Exercise brief: So that nothing is lost, restate each entry exactly as supplied.

- - - -

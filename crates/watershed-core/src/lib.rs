//! Watershed Core — shared domain abstractions.
//!
//! This crate defines the error type, time source, and command/event
//! traits that the content and session crates build on. It contains no
//! game rules.

pub mod clock;
pub mod command;
pub mod error;
pub mod event;
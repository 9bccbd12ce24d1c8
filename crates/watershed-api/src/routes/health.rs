//! Health check endpoint.

use axum::extract::State;
use axum::{Json, Router, routing::get};
use serde::Serialize;

use crate::state::AppState;

/// Health check response.
#[derive(Serialize)]
pub struct HealthResponse {
    /// Service status.
    pub status: String,
    /// Service version.
    pub version: String,
    /// Hash of the loaded content catalog.
    pub content_version: String,
    /// Whether the game session is ready.
    pub session_ready: bool,
}

/// GET /health
async fn health_check(State(state): State<AppState>) -> Json<HealthResponse> {
    Json(HealthResponse {
        status: "ok".to_string(),
        version: env!("CARGO_PKG_VERSION").to_string(),
        content_version: state.catalog.version_hash().to_owned(),
        session_ready: state.session.is_initialized(),
    })
}

/// Returns the health check router.
pub fn router() -> Router<AppState> {
    Router::new().route("/health", get(health_check))
}
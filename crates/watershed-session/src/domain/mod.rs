//! Session state, transitions, commands, and events.

pub mod commands;
pub mod events;
pub mod meters;
pub mod state;
pub mod transitions;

- - - -

Output for this exercise:
filename crates/watershed-core/src/lib.rs
//! Watershed Core — shared domain abstractions.
//!
//! This crate defines the error type, time source, and command/event
//! traits that the content and session crates build on. It contains no
//! game rules.

pub mod clock;
pub mod command;
pub mod error;
pub mod event;
repository 9bccbd12ce24d1c8
filename crates/watershed-api/src/routes/health.rs
//! Health check endpoint.

use axum::extract::State;
use axum::{Json, Router, routing::get};
use serde::Serialize;

use crate::state::AppState;

/// Health check response.
#[derive(Serialize)]
pub struct HealthResponse {
    /// Service status.
    pub status: String,
    /// Service version.
    pub version: String,
    /// Hash of the loaded content catalog.
    pub content_version: String,
    /// Whether the game session is ready.
    pub session_ready: bool,
}

/// GET /health
async fn health_check(State(state): State<AppState>) -> Json<HealthResponse> {
    Json(HealthResponse {
        status: "ok".to_string(),
        version: env!("CARGO_PKG_VERSION").to_string(),
        content_version: state.catalog.version_hash().to_owned(),
        session_ready: state.session.is_initialized(),
    })
}

/// Returns the health check router.
pub fn router() -> Router<AppState> {
    Router::new().route("/health", get(health_check))
}
filename crates/watershed-session/src/domain/mod.rs
//! Session state, transitions, commands, and events.

pub mod commands;
pub mod events;
pub mod meters;
pub mod state;
pub mod transitions;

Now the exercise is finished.